Required work: Scan the data beneath this task and copy each line that includes "month".

(Saved entries)
____
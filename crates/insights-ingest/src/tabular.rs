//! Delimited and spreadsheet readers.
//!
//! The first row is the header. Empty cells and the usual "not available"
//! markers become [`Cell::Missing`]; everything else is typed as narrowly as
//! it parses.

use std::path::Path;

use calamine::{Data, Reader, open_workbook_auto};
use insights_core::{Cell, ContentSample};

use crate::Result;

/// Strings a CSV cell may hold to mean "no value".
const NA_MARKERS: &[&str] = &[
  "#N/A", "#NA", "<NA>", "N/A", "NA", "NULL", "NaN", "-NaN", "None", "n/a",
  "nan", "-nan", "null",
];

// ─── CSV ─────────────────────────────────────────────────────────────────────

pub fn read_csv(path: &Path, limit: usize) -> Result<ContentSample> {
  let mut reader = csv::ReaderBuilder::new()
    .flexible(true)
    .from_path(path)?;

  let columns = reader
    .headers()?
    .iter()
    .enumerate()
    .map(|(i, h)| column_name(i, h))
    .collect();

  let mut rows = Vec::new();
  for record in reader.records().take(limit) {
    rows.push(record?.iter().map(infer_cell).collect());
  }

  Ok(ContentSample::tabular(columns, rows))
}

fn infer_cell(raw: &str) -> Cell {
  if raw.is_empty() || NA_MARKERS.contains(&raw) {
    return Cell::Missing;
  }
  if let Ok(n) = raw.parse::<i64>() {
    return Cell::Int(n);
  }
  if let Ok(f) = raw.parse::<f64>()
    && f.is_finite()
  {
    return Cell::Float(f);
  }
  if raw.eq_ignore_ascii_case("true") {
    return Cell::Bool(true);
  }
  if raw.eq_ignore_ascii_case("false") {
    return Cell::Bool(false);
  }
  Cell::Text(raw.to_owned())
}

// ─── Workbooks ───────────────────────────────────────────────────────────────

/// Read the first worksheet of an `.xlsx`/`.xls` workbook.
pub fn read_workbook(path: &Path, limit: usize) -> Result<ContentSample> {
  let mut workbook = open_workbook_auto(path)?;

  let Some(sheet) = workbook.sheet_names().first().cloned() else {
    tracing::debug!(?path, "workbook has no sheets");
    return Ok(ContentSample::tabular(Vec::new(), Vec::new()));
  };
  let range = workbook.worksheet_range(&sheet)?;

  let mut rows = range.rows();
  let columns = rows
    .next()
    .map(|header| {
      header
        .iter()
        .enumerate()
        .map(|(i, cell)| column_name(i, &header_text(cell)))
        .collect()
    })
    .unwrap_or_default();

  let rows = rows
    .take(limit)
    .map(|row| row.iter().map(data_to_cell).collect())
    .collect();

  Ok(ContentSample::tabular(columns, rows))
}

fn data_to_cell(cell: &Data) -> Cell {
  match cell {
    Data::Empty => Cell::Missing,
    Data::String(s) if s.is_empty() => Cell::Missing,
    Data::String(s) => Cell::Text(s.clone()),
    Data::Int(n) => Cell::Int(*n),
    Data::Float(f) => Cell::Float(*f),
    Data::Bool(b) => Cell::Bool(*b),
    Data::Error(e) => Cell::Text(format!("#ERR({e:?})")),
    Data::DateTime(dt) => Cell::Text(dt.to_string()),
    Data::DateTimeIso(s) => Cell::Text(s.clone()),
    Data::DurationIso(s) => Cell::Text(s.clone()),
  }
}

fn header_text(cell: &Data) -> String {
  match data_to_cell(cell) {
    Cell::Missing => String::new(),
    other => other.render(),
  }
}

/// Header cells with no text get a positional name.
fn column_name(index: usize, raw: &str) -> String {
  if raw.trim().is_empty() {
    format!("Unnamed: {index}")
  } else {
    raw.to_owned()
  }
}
____
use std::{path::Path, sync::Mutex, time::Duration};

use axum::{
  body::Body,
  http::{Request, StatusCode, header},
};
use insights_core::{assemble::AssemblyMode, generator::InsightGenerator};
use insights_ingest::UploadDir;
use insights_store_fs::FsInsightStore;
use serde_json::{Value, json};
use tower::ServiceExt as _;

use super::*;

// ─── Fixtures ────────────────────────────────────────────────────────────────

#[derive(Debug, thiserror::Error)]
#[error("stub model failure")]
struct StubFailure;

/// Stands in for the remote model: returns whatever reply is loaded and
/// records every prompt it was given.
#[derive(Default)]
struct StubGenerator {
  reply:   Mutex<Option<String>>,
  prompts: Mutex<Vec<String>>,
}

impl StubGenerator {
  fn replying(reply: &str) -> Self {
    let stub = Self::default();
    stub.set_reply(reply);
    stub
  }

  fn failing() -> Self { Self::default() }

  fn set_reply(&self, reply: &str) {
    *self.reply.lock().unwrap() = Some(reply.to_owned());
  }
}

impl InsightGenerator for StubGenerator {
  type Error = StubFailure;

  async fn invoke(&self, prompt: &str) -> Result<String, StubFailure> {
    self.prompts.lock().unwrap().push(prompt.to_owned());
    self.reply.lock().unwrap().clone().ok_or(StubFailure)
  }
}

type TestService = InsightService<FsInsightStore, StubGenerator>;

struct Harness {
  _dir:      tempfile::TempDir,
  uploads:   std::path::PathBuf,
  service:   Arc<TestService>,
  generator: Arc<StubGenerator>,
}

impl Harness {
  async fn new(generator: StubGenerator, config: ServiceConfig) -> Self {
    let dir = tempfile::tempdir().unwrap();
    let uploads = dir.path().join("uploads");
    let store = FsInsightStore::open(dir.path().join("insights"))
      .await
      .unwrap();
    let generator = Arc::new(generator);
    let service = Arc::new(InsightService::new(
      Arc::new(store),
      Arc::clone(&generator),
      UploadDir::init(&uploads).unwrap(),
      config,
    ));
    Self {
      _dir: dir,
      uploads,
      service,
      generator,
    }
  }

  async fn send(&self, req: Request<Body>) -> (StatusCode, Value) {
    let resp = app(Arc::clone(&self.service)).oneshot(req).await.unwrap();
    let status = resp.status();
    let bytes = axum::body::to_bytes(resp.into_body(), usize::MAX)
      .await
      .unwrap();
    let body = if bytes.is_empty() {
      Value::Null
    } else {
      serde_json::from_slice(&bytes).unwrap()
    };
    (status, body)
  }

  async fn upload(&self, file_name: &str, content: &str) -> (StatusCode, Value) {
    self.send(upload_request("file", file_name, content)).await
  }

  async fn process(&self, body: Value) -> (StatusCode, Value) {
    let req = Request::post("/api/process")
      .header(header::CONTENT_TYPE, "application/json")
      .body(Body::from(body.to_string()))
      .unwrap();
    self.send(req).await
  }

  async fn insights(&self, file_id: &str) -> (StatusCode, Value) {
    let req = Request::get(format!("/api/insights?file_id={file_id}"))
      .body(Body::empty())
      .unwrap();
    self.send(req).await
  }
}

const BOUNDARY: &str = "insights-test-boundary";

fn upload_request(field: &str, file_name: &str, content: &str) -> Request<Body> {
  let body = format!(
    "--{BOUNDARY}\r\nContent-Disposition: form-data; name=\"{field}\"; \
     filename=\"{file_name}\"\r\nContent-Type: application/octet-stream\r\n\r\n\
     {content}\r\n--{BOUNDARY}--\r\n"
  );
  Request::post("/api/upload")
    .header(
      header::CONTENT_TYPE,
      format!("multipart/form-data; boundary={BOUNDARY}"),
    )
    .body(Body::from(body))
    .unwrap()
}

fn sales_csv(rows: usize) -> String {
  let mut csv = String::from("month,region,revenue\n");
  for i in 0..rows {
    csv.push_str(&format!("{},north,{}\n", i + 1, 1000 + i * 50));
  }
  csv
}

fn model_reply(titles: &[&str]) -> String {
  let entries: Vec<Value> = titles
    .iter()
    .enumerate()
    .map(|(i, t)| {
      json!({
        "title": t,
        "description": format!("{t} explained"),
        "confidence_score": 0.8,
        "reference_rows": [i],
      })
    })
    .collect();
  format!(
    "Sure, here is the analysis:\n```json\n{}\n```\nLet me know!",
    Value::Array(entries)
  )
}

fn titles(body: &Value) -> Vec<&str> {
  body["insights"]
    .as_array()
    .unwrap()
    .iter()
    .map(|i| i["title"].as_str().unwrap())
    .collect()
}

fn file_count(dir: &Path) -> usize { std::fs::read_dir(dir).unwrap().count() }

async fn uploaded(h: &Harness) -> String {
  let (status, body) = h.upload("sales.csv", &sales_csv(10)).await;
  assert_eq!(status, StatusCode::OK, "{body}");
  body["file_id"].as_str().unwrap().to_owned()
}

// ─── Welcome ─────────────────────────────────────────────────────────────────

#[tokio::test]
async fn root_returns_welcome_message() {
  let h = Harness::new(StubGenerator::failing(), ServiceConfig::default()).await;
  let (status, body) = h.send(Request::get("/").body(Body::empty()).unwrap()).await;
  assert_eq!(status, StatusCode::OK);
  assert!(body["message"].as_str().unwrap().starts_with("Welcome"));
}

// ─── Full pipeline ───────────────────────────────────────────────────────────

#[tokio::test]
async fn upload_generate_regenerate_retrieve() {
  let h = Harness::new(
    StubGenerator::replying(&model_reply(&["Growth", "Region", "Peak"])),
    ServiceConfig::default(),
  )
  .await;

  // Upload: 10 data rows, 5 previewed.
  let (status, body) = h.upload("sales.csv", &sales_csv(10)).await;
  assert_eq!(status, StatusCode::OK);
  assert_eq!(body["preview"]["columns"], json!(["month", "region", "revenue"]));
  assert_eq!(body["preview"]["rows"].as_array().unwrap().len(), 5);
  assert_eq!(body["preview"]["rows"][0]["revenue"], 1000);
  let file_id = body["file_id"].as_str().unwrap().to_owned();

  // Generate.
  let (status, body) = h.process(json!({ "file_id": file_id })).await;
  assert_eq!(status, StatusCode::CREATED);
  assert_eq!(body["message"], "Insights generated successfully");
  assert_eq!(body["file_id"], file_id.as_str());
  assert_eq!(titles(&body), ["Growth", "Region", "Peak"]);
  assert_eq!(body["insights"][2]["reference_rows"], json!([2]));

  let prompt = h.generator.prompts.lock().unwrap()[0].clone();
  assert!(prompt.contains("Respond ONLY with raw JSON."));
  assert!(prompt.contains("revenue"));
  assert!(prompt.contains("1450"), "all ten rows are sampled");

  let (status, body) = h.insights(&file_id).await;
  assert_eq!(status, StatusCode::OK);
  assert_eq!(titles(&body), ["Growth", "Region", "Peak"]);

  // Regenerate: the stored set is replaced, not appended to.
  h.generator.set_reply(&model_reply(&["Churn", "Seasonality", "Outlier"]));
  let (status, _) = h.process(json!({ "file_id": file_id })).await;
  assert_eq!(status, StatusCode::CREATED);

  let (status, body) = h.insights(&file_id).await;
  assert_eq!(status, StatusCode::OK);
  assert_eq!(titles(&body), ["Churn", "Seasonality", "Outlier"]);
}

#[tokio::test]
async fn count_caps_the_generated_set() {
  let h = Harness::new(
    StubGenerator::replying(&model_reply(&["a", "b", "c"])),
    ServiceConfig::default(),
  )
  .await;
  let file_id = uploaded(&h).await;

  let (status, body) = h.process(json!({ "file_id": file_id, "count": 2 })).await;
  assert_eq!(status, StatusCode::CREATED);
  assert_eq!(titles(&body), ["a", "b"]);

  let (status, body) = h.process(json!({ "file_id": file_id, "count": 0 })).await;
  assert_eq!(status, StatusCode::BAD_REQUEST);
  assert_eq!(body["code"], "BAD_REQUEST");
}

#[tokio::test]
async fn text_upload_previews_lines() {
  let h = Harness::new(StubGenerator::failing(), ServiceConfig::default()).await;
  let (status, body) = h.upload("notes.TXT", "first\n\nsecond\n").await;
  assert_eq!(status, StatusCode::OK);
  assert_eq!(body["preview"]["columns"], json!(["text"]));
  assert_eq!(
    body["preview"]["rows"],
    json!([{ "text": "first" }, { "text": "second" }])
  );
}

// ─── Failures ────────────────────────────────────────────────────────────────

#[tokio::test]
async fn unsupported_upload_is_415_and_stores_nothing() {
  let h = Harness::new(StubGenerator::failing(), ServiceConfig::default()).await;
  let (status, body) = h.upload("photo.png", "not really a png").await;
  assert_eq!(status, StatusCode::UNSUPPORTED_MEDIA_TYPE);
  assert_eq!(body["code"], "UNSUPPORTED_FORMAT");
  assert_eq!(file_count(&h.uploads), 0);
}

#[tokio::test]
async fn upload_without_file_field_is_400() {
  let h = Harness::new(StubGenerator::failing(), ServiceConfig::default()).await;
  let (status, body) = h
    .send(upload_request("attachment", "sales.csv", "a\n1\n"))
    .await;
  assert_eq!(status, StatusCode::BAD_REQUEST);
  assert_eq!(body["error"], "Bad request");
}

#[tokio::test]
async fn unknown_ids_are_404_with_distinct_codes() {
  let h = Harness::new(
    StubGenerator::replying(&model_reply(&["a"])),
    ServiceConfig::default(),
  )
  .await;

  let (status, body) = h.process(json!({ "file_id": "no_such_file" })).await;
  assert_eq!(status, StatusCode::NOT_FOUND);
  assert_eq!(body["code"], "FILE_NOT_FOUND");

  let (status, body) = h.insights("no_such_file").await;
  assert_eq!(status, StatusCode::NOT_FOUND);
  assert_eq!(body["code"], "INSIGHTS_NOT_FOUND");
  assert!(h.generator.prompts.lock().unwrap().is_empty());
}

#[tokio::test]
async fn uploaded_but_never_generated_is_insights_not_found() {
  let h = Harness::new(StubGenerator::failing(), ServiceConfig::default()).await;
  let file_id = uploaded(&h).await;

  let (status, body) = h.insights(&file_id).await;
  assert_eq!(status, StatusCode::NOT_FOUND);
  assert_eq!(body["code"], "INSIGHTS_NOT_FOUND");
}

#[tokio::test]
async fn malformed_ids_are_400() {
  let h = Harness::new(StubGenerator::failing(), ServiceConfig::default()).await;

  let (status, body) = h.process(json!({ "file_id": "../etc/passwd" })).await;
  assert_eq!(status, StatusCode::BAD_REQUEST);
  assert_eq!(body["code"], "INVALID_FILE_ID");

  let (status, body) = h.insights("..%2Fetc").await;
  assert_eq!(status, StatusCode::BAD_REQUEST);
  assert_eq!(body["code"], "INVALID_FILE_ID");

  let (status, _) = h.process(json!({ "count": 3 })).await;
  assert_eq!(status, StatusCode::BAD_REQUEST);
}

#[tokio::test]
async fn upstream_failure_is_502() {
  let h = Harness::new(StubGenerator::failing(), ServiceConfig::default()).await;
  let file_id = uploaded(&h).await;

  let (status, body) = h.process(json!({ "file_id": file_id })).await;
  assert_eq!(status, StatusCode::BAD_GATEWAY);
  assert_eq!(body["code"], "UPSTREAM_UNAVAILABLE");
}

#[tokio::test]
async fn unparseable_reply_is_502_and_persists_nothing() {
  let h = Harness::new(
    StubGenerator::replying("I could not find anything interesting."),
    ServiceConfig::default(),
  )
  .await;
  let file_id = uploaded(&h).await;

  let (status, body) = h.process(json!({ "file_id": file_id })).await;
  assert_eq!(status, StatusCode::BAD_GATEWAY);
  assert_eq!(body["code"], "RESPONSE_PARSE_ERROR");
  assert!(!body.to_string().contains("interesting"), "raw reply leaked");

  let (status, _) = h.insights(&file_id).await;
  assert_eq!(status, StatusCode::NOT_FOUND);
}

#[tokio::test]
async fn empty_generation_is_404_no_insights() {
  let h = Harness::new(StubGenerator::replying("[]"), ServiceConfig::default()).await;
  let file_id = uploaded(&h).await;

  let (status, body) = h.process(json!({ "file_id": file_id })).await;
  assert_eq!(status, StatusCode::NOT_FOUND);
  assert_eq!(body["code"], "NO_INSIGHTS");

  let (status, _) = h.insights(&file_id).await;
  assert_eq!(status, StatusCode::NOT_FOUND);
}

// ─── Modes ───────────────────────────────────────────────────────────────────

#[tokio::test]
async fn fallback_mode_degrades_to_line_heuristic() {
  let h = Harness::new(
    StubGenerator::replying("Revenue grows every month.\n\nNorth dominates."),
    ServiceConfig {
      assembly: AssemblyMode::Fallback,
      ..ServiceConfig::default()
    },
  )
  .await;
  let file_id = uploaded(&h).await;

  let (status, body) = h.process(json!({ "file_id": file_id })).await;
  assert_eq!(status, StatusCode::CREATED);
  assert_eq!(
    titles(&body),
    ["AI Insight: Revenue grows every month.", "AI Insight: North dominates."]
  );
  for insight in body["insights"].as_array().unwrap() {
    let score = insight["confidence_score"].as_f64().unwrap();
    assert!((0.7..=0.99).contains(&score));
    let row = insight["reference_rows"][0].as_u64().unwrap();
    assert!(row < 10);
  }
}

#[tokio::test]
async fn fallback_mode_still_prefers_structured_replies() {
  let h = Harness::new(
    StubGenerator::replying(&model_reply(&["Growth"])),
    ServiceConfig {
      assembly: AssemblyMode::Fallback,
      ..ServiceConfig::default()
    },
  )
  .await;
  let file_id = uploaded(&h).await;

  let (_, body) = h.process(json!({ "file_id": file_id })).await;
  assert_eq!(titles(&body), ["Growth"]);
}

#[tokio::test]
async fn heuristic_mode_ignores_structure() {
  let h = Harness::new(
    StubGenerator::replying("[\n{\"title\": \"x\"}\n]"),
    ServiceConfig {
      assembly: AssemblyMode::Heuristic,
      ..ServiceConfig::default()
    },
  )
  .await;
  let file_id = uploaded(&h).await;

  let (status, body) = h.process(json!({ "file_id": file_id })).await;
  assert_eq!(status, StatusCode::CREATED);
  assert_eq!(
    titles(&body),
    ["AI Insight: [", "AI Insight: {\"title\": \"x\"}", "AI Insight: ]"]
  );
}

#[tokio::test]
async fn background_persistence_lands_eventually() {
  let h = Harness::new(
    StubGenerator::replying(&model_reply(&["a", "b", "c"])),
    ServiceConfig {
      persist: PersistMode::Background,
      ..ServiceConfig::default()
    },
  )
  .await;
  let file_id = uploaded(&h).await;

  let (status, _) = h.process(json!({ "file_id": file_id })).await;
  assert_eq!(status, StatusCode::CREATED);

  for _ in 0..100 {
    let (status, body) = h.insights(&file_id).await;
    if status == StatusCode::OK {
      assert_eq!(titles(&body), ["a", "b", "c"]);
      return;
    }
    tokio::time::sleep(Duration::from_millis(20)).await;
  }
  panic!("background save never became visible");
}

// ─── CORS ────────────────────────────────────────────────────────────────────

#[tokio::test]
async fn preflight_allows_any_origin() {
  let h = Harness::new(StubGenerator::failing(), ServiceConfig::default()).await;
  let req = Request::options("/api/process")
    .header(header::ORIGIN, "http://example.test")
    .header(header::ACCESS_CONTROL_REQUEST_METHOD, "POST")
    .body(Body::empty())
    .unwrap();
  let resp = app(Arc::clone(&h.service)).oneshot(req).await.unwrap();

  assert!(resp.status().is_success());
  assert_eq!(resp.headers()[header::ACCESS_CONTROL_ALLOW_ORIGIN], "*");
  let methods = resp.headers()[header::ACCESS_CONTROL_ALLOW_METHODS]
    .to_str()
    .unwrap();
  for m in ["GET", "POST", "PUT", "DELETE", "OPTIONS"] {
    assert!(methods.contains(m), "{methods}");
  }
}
____
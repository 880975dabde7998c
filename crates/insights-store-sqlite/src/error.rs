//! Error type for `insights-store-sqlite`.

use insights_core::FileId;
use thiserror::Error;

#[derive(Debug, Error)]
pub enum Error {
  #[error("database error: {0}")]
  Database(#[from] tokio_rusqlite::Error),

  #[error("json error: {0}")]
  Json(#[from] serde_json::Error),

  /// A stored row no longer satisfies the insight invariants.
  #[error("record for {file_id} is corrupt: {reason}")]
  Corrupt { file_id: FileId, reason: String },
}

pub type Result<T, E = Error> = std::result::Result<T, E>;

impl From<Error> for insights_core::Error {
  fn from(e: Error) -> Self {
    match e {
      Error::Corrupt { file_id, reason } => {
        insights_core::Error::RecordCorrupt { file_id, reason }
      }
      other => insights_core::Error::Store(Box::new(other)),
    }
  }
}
____
Solved problem:
  let mut csv = String::from("month,region,revenue\n");
  assert_eq!(body["preview"]["columns"], json!(["month", "region", "revenue"]));
    StubGenerator::replying("Revenue grows every month.\n\nNorth dominates."),
    ["AI Insight: Revenue grows every month.", "AI Insight: North dominates."]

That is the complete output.